Timah hitam merupakan salah satu logam berat, yang apabila terdapat dalam kadar tertentu di dalam tubuh dapat mengakibatkan kerusakan sistem saraf (Mason, 2014).

Kadar timah hitam dalam satu batang rokok adalah 0,5 mikrogram. Jika seseorang merokok 1 bungkus per hari, kadar timah hitam yang terbentuk mencapai 10 mikrogram, sedangkan batas bahaya kadar Pb dalam tubuh adalah 20 mikrogram/hari (Sitepoe,2000).

2.3.3. Jenis rokok

Berdasarkan bahan bakunya, rokok dibagi dalam tiga jenis (Sitepoe, 2000):

1. Rokok Putih : rokok yang bahan bakunya hanya berupa daun tembakau yang diberi saus untuk mendapatkan rasa dan aroma tertentu.

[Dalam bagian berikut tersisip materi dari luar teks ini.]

mod common;

use axum::body::Body;
use axum::http::{Method, Request, StatusCode, header};
use serde_json::json;

use common::TestApp;

#[tokio::test]
async fn follow_then_unfollow_updates_follower_count() {
    let app = TestApp::new();
    let alice = app.signup("a@test.com").await;
    let bob = app.signup("b@test.com").await;
    let count_uri = format!("/followers/{}/count", alice.id);

    let (status, _) = app
        .post(&format!("/subscribe/{}", alice.id), &bob.token, json!({}))
        .await;
    assert_eq!(status, StatusCode::OK);
    let (_, body) = app.get(&count_uri, &bob.token).await;
    assert_eq!(body, json!({ "count": 1 }));

    let (_, body) = app
        .get(&format!("/following/{}/count", bob.id), &bob.token)
        .await;
    assert_eq!(body["count"], 1);

    let (status, _) = app
        .post(&format!("/unsubscribe/{}", alice.id), &bob.token, json!({}))
        .await;
    assert_eq!(status, StatusCode::OK);
    let (_, body) = app.get(&count_uri, &bob.token).await;
    assert_eq!(body, json!({ "count": 0 }));
}

#[tokio::test]
async fn follow_edges_are_not_idempotent() {
    let app = TestApp::new();
    let alice = app.signup("a@test.com").await;
    let bob = app.signup("b@test.com").await;
    let subscribe = format!("/subscribe/{}", alice.id);
    let unsubscribe = format!("/unsubscribe/{}", alice.id);

    assert_eq!(app.post(&subscribe, &bob.token, json!({})).await.0, StatusCode::OK);
    let (status, body) = app.post(&subscribe, &bob.token, json!({})).await;
    assert_eq!(status, StatusCode::CONFLICT);
    assert_eq!(body["error"], "You are already followed to this user");

    assert_eq!(app.post(&unsubscribe, &bob.token, json!({})).await.0, StatusCode::OK);
    assert_eq!(
        app.post(&unsubscribe, &bob.token, json!({})).await.0,
        StatusCode::CONFLICT
    );
}

#[tokio::test]
async fn self_follow_is_always_rejected() {
    let app = TestApp::new();
    let alice = app.signup("a@test.com").await;

    for action in ["subscribe", "unsubscribe"] {
        let (status, _) = app
            .post(&format!("/{action}/{}", alice.id), &alice.token, json!({}))
            .await;
        assert_eq!(status, StatusCode::BAD_REQUEST, "{action}");
    }
}

#[tokio::test]
async fn follower_listing_filters_by_online() {
    let app = TestApp::new();
    let star = app.signup("star@test.com").await;
    let fan = app.signup("fan@test.com").await;
    let lurker = app.signup("lurker@test.com").await;
    app.post(&format!("/subscribe/{}", star.id), &fan.token, json!({}))
        .await;
    app.post(&format!("/subscribe/{}", star.id), &lurker.token, json!({}))
        .await;
    app.post("/logout", &lurker.token, json!({})).await;

    let (_, all) = app.get(&format!("/followers/{}", star.id), &star.token).await;
    assert_eq!(all.as_array().unwrap().len(), 2);

    let (_, online) = app
        .get(&format!("/followers/{}?online=true", star.id), &star.token)
        .await;
    let online = online.as_array().unwrap();
    assert_eq!(online.len(), 1);
    assert_eq!(online[0]["id"], fan.id);
    assert!(online[0].get("password").is_none());

    let (_, following) = app
        .get(&format!("/following/{}", fan.id), &fan.token)
        .await;
    assert_eq!(following[0]["id"], star.id);
}

#[tokio::test]
async fn like_then_unlike_updates_post_likes() {
    let app = TestApp::new();
    let alice = app.signup("a@test.com").await;
    let bob = app.signup("b@test.com").await;
    let post = app.create_post(&alice, "Hello").await;

    let (status, _) = app
        .post(&format!("/like/{post}"), &bob.token, json!({}))
        .await;
    assert_eq!(status, StatusCode::OK);
    let (_, body) = app.get(&format!("/post/{post}"), &bob.token).await;
    assert_eq!(body["likes"].as_array().unwrap().len(), 1);
    assert_eq!(body["likes"][0]["userId"], bob.id);

    let (status, _) = app
        .post(&format!("/unlike/{post}"), &bob.token, json!({}))
        .await;
    assert_eq!(status, StatusCode::OK);
    let (_, body) = app.get(&format!("/post/{post}"), &bob.token).await;
    assert_eq!(body["likes"].as_array().unwrap().len(), 0);
}

#[tokio::test]
async fn double_like_and_stray_unlike_are_conflicts() {
    let app = TestApp::new();
    let alice = app.signup("a@test.com").await;
    let post = app.create_post(&alice, "Hello").await;

    app.post(&format!("/like/{post}"), &alice.token, json!({}))
        .await;
    let (status, _) = app
        .post(&format!("/like/{post}"), &alice.token, json!({}))
        .await;
    assert_eq!(status, StatusCode::CONFLICT);

    app.post(&format!("/unlike/{post}"), &alice.token, json!({}))
        .await;
    let (status, _) = app
        .post(&format!("/unlike/{post}"), &alice.token, json!({}))
        .await;
    assert_eq!(status, StatusCode::CONFLICT);

    let (status, _) = app.post("/like/4242", &alice.token, json!({})).await;
    assert_eq!(status, StatusCode::NOT_FOUND);
}

#[tokio::test]
async fn foreign_post_cannot_be_changed() {
    let app = TestApp::new();
    let alice = app.signup("a@test.com").await;
    let bob = app.signup("b@test.com").await;
    let post = app.create_post(&alice, "Hello").await;

    let (status, body) = app.delete(&format!("/post/{post}"), &bob.token).await;
    assert_eq!(status, StatusCode::FORBIDDEN);
    assert_eq!(body["error"], "Permission denied");
    let (status, _) = app
        .put(&format!("/post/{post}"), &bob.token, json!({ "title": "Mine" }))
        .await;
    assert_eq!(status, StatusCode::FORBIDDEN);

    let (status, body) = app.get(&format!("/post/{post}"), &bob.token).await;
    assert_eq!(status, StatusCode::OK);
    assert_eq!(body["title"], "Hello");

    let (status, body) = app
        .put(&format!("/post/{post}"), &alice.token, json!({ "title": "Updated" }))
        .await;
    assert_eq!(status, StatusCode::OK);
    assert_eq!(body["title"], "Updated");
    assert_eq!(body["body"], "Some body text");

    let (status, _) = app.delete(&format!("/post/{post}"), &alice.token).await;
    assert_eq!(status, StatusCode::OK);
    let (status, _) = app.get(&format!("/post/{post}"), &alice.token).await;
    assert_eq!(status, StatusCode::NOT_FOUND);
}

#[tokio::test]
async fn comments_belong_to_their_sender() {
    let app = TestApp::new();
    let alice = app.signup("a@test.com").await;
    let bob = app.signup("b@test.com").await;
    let post = app.create_post(&alice, "Hello").await;

    let (status, comment) = app
        .post(&format!("/comment/{post}"), &bob.token, json!({ "content": "nice" }))
        .await;
    assert_eq!(status, StatusCode::CREATED);
    let comment_id = comment["id"].as_i64().unwrap();

    let (status, _) = app
        .put(&format!("/comment/{comment_id}"), &alice.token, json!({ "content": "edited" }))
        .await;
    assert_eq!(status, StatusCode::FORBIDDEN);
    let (status, _) = app.delete(&format!("/comment/{comment_id}"), &alice.token).await;
    assert_eq!(status, StatusCode::FORBIDDEN);

    let (_, body) = app.get(&format!("/post/{post}"), &alice.token).await;
    assert_eq!(body["comments"][0]["content"], "nice");

    let (status, _) = app.delete(&format!("/comment/{comment_id}"), &bob.token).await;
    assert_eq!(status, StatusCode::OK);
    let (_, body) = app.get(&format!("/post/{post}"), &alice.token).await;
    assert!(body["comments"].as_array().unwrap().is_empty());
}

#[tokio::test]
async fn feed_can_be_limited_to_followed_users() {
    let app = TestApp::new();
    let reader = app.signup("reader@test.com").await;
    let followed = app.signup("followed@test.com").await;
    let stranger = app.signup("stranger@test.com").await;
    let wanted = app.create_post(&followed, "Wanted").await;
    app.create_post(&stranger, "Noise").await;
    app.post(&format!("/subscribe/{}", followed.id), &reader.token, json!({}))
        .await;

    let (_, all) = app.get("/post/all", &reader.token).await;
    assert_eq!(all.as_array().unwrap().len(), 2);

    let (_, feed) = app.get("/post/all?onlyFollowing=true", &reader.token).await;
    let feed = feed.as_array().unwrap();
    assert_eq!(feed.len(), 1);
    assert_eq!(feed[0]["id"], wanted);

    let (_, by_owner) = app
        .get(&format!("/post/all?userId={}", stranger.id), &reader.token)
        .await;
    assert_eq!(by_owner[0]["title"], "Noise");
}

#[tokio::test]
async fn categories_attach_to_posts() {
    let app = TestApp::new();
    let alice = app.signup("a@test.com").await;

    let (status, rust) = app
        .post("/category", &alice.token, json!({ "name": "rust" }))
        .await;
    assert_eq!(status, StatusCode::CREATED);
    let (status, _) = app
        .post("/category", &alice.token, json!({ "name": "rust" }))
        .await;
    assert_eq!(status, StatusCode::CONFLICT);

    let (status, post) = app
        .post(
            "/post",
            &alice.token,
            json!({ "title": "Tagged", "body": "text", "categoryIds": [rust["id"]] }),
        )
        .await;
    assert_eq!(status, StatusCode::CREATED);
    assert_eq!(post["categories"][0]["name"], "rust");

    let (_, all) = app.get("/category/all", &alice.token).await;
    assert_eq!(all.as_array().unwrap().len(), 1);
}

#[tokio::test]
async fn uploaded_image_is_served_back() {
    let app = TestApp::new();
    let alice = app.signup("a@test.com").await;
    let boundary = "agora-test-boundary";
    let image: &[u8] = b"\x89PNG\r\n\x1a\nnot really a png";

    let mut body = Vec::new();
    body.extend_from_slice(
        format!(
            "--{boundary}\r\n\
             Content-Disposition: form-data; name=\"image\"; filename=\"a.png\"\r\n\
             Content-Type: image/png\r\n\r\n"
        )
        .as_bytes(),
    );
    body.extend_from_slice(image);
    body.extend_from_slice(format!("\r\n--{boundary}--\r\n").as_bytes());

    let req = Request::builder()
        .method(Method::POST)
        .uri("/image")
        .header(header::AUTHORIZATION, format!("Bearer {}", alice.token))
        .header(
            header::CONTENT_TYPE,
            format!("multipart/form-data; boundary={boundary}"),
        )
        .body(Body::from(body))
        .unwrap();
    let (status, uploaded) = app.send(req).await;
    assert_eq!(status, StatusCode::OK, "{uploaded}");

    let url = uploaded["imageUrl"].as_str().unwrap();
    assert!(url.starts_with("/uploads/") && url.ends_with(".png"));

    let name = url.trim_start_matches("/uploads/");
    assert_eq!(std::fs::read(app.uploads.path().join(name)).unwrap(), image);

    let req = Request::builder().uri(url).body(Body::empty()).unwrap();
    let (status, _) = app.send(req).await;
    assert_eq!(status, StatusCode::OK);
}

#[tokio::test]
async fn unsupported_image_type_is_rejected() {
    let app = TestApp::new();
    let alice = app.signup("a@test.com").await;
    let boundary = "b";
    let body = format!(
        "--{boundary}\r\n\
         Content-Disposition: form-data; name=\"image\"; filename=\"a.gif\"\r\n\
         Content-Type: image/gif\r\n\r\nGIF89a\r\n--{boundary}--\r\n"
    );

    let req = Request::builder()
        .method(Method::POST)
        .uri("/image")
        .header(header::AUTHORIZATION, format!("Bearer {}", alice.token))
        .header(
            header::CONTENT_TYPE,
            format!("multipart/form-data; boundary={boundary}"),
        )
        .body(Body::from(body))
        .unwrap();
    let (status, body) = app.send(req).await;
    assert_eq!(status, StatusCode::BAD_REQUEST);
    assert_eq!(body["error"], "Bad image format");
}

2. Rokok Kretek : rokok yang bahan bakunya berupa daun tembakau dan cengkeh yang diberi saus untuk mendapatkan rasa dan aroma tertentu.

3. Rokok Linting (tingwe): rokok yang digulung sendiri dan bahan bakunya bervariasi berupa tembakau, cengkeh, dan kemenyan.

Berdasarkan penggunaan filter, rokok dibagi atas dua jenis (Sitepoe, 2000): 1. Rokok Filter : rokok yang bagian pangkalnya terdapat gabus. 2. Rokok Non Filter : rokok yang bagian pangkalnya tidak terdapat gabus.

2.3.4. Jumlah Rokok Yang Dihisap

Menurut Sitepoe (2000), berdasarkan banyaknya jumlah rokok yang dihisap per hari, perokok terbagi atas :

1. Perokok Ringan : apabila merokok 1-10 batang per hari. 2. Perokok Sedang :apabila merokok 11-20 batang per hari.

3. Perokok Berat : apabila merokok lebih dari 20 batang per hari.

2.4. Hubungan merokok dengan kanker laring 2.4.1. Mekanisme karsinogenesis

Kanker adalah pertumbuhan sel yang tidak normal dimana sel tumbuh sangat cepat dan tidak terkontrol dan dapat menyusup ke jaringan tubuh normal serta menekan jaringan tubuh yang normal yang mengakibatkan terganggunya fungsi tubuh.Kanker bisa terjadi di berbagai jaringan tubuh. Sel kanker dibentuk dari sel normal akibat suatu proses transformasi dimana suatu zat pro-karsinogen menjadi senyawa yang bersifat reaktif terhadap DNA sel.Proses karsinogenesis pada manusia dapat terjadi selama 15-30 tahun.